Exercise | In the material below, find the line that contains "in round-robin order." and the line that contains "let start = self.last_hit as usize;", then write out exactly those two lines and everything between them.
*** Provided material Section Begins ***
// This Source Code Form is subject to the terms of the Mozilla Public
// License, v. 2.0. If a copy of the MPL was not distributed with this
// file, You can obtain one at https://mozilla.org/MPL/2.0/.

//! Per-slot polymorphic caches and their watchpoint handlers.

use crate::{
    error::IcResult,
    execution::Agent,
    object_model::{
        Object, ObjectShape, PropertyKey,
        watchpoint::{self, WatchpointEvent, WatchpointHandle, WatchpointObserver},
    },
};

use super::InlineCache;

/// Number of Object Shapes a single ring remembers.
pub const RING_CAPACITY: usize = 4;

/// Integer token naming one ring item of one inline cache.
#[derive(Debug, Clone, Copy, PartialEq, Eq)]
pub(crate) struct RingItemRef {
    pub(crate) cache: InlineCache,
    pub(crate) slot: u32,
    pub(crate) position: u8,
}

#[derive(Debug, Clone, Copy, PartialEq, Eq)]
pub enum RingItemState {
    Empty,
    /// The property was found on the receiver.
    BoundDirect,
    /// The property was found on a prototype, and a watchpoint guards it.
    BoundInherited,
}

/// Result of a successful [`InlineCache::lookup`].
#[derive(Debug, Clone, Copy, PartialEq, Eq)]
pub struct CacheHit {
    pub offset: u32,
    /// Holder of the property if it is not the receiver.
    pub prototype: Option<Object>,
}

#[derive(Debug, Default)]
pub(crate) struct RingItem {
    /// Owned duplicate of the key; only held alongside a watchpoint.
    key: Option<PropertyKey>,
    /// Owned reference to the receiver Object Shape. `None` means empty.
    shape: Option<ObjectShape>,
    /// Owned reference to the prototype the property was found on.
    prototype: Option<Object>,
    offset: u32,
    watchpoint: Option<WatchpointHandle>,
}

impl RingItem {
    fn state(&self) -> RingItemState {
        match (self.shape, self.prototype) {
            (None, _) => RingItemState::Empty,
            (Some(_), None) => RingItemState::BoundDirect,
            (Some(_), Some(_)) => RingItemState::BoundInherited,
        }
    }
}

#[derive(Debug, Default)]
pub(crate) struct RingSlot {
    items: [RingItem; RING_CAPACITY],
    /// Position of the last hit. Lookups start scanning here.
    last_hit: u8,
    /// Next item replaced by a fill, in round-robin order.
    victim: u8,
}

impl RingSlot {
    /// Scan from the last hit for `shape`, remembering where it was found.
    fn find(&mut self, shape: ObjectShape) -> Option<usize> {
        let position = self.position_of(shape)?;
        self.last_hit = position as u8;
        Some(position)
    }

    fn position_of(&self, shape: ObjectShape) -> Option<usize> {
        let start = self.last_hit as usize;
        (0..RING_CAPACITY)
            .map(|i| (start + i) % RING_CAPACITY)
            .find(|&position| self.items[position].shape == Some(shape))
    }

    fn advance_victim(&mut self) {
        self.victim = ((self.victim as usize + 1) % RING_CAPACITY) as u8;
    }

    pub(crate) fn occupancy(&self) -> usize {
        self.items
            .iter()
            .filter(|item| item.shape.is_some())
            .count()
    }

    pub(crate) fn state_at(&self, position: usize) -> RingItemState {
        self.items[position].state()
    }

    pub(crate) fn take_item(&mut self, position: usize) -> RingItem {
        core::mem::take(&mut self.items[position])
    }
}

impl InlineCache {
    /// Look for a cached lookup of this slot's key on objects of `shape`.
    ///
    /// Scans at most [`RING_CAPACITY`] items starting at the last hit. A miss
    /// is not an error: the caller resolves the property the slow way and
    /// hands the result to [`InlineCache::fill`].
    pub fn lookup(
        self,
        agent: &mut Agent,
        ring_index: u32,
        shape: ObjectShape,
    ) -> IcResult<Option<CacheHit>> {
        let (slot, stats) = agent.heap.inline_caches[self.0].ring_mut(ring_index)?;
        let hit = slot.find(shape).map(|position| {
            let item = &slot.items[position];
            CacheHit {
                offset: item.offset,
                prototype: item.prototype,
            }
        });
        if hit.is_some() {
            stats.hits += 1;
        } else {
            stats.misses += 1;
        }
        Ok(hit)
    }

    /// Remember that `key` was found at `offset` for receivers of `shape`,
    /// on `prototype` if it is `Some`.
    ///
    /// An item already bound to `shape` is refreshed in place. Otherwise the
    /// next victim is evicted. The victim position moves by one either way,
    /// which makes replacement round-robin; hits never move it. Lookups on a
    /// prototype register a watchpoint for `key` on the prototype's current
    /// Object Shape.
    ///
    /// The caller must hold references to `shape` and `prototype` for the
    /// duration of the call.
    pub fn fill(
        self,
        agent: &mut Agent,
        ring_index: u32,
        key: PropertyKey,
        shape: ObjectShape,
        offset: u32,
        prototype: Option<Object>,
    ) -> IcResult<()> {
        let (slot, stats) = agent.heap.inline_caches[self.0].ring_mut(ring_index)?;
        stats.fills += 1;
        let position = match slot.position_of(shape) {
            Some(position) if slot.items[position].prototype == prototype => {
                slot.items[position].offset = offset;
                slot.advance_victim();
                return Ok(());
            }
            // Same receiver shape but a different holder: the item goes
            // through Empty before it is bound again.
            Some(position) => position,
            None => slot.victim as usize,
        };
        slot.advance_victim();
        let evicted = slot.take_item(position);
        if evicted.shape.is_some() {
            stats.evictions += 1;
        }
        // Take the new references before dropping the old ones: releasing
        // the evicted item can free arbitrary objects and shapes.
        shape.dup(agent);
        if let Some(prototype) = prototype {
            prototype.dup(agent);
            key.dup(agent);
        }
        release_item(agent, evicted);

        let mut item = RingItem {
            key: None,
            shape: Some(shape),
            prototype: None,
            offset,
            watchpoint: None,
        };
        if let Some(prototype) = prototype {
            let token = RingItemRef {
                cache: self,
                slot: ring_index,
                position: position as u8,
            };
            let prototype_shape = prototype.shape(agent);
            match watchpoint::register(
                agent,
                prototype_shape,
                key,
                WatchpointObserver::RingItem(token),
            ) {
                Ok(handle) => {
                    item.key = Some(key);
                    item.prototype = Some(prototype);
                    item.watchpoint = Some(handle);
                }
                Err(err) => {
                    key.release(agent);
                    prototype.release(agent);
                    shape.release(agent);
                    return Err(err);
                }
            }
        }
        let (slot, _) = agent.heap.inline_caches[self.0].ring_mut(ring_index)?;
        debug_assert_eq!(slot.items[position].state(), RingItemState::Empty);
        slot.items[position] = item;
        Ok(())
    }
}

/// Drop every reference held by an item taken out of its ring. Its
/// watchpoint, if any, is unlinked without being fired.
pub(crate) fn release_item(agent: &mut Agent, item: RingItem) {
    if let Some(handle) = item.watchpoint {
        let watchpoint = watchpoint::detach(agent, handle);
        watchpoint.key.release(agent);
    }
    release_references(agent, item);
}

fn release_references(agent: &mut Agent, item: RingItem) {
    let RingItem {
        key,
        shape,
        prototype,
        offset: _,
        watchpoint: _,
    } = item;
    if let Some(key) = key {
        key.release(agent);
    }
    if let Some(prototype) = prototype {
        prototype.release(agent);
    }
    if let Some(shape) = shape {
        shape.release(agent);
    }
}

fn item_mut(agent: &mut Agent, item: RingItemRef) -> Option<&mut RingItem> {
    agent
        .heap
        .inline_caches
        .get_mut(item.cache.0)?
        .rings
        .as_deref_mut()?
        .get_mut(item.slot as usize)?
        .items
        .get_mut(item.position as usize)
}

pub(crate) fn guarded_prototype(agent: &Agent, item: RingItemRef) -> Option<Object> {
    agent
        .heap
        .inline_caches
        .get(item.cache.0)?
        .rings
        .as_deref()?
        .get(item.slot as usize)?
        .items
        .get(item.position as usize)?
        .prototype
}

/// The watchpoint guarding `item` moved to `handle`.
pub(crate) fn repoint_watchpoint(agent: &mut Agent, item: RingItemRef, handle: WatchpointHandle) {
    let Some(item) = item_mut(agent, item) else {
        debug_assert!(false, "watchpoint observer outlived its inline cache");
        return;
    };
    debug_assert!(item.watchpoint.is_some());
    item.watchpoint = Some(handle);
}

/// Reset the ring item guarded by a fired watchpoint.
///
/// The watchpoint has already been unlinked by the Object Shape side, and
/// is freed by the caller once this returns.
pub(crate) fn on_watchpoint_event(
    agent: &mut Agent,
    item: RingItemRef,
    key: PropertyKey,
    event: WatchpointEvent,
) {
    let Some(record) = agent.heap.inline_caches.get_mut(item.cache.0) else {
        debug_assert!(false, "watchpoint observer outlived its inline cache");
        return;
    };
    let Some(slot) = record
        .rings
        .as_deref_mut()
        .and_then(|rings| rings.get_mut(item.slot as usize))
    else {
        debug_assert!(false, "watchpoint observer points outside of its ring cache");
        return;
    };
    let reset = slot.take_item(item.position as usize);
    debug_assert_eq!(reset.state(), RingItemState::BoundInherited);
    debug_assert_eq!(reset.key, Some(key));
    record.stats.invalidations += 1;
    log::trace!("{event:?} reset {item:?} watching {key:?}");
    release_references(agent, reset);
}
*** Provided material Section Ends ***
The answer |
    /// Next item replaced by a fill, in round-robin order.
    victim: u8,
}

impl RingSlot {
    /// Scan from the last hit for `shape`, remembering where it was found.
    fn find(&mut self, shape: ObjectShape) -> Option<usize> {
        let position = self.position_of(shape)?;
        self.last_hit = position as u8;
        Some(position)
    }

    fn position_of(&self, shape: ObjectShape) -> Option<usize> {
        let start = self.last_hit as usize;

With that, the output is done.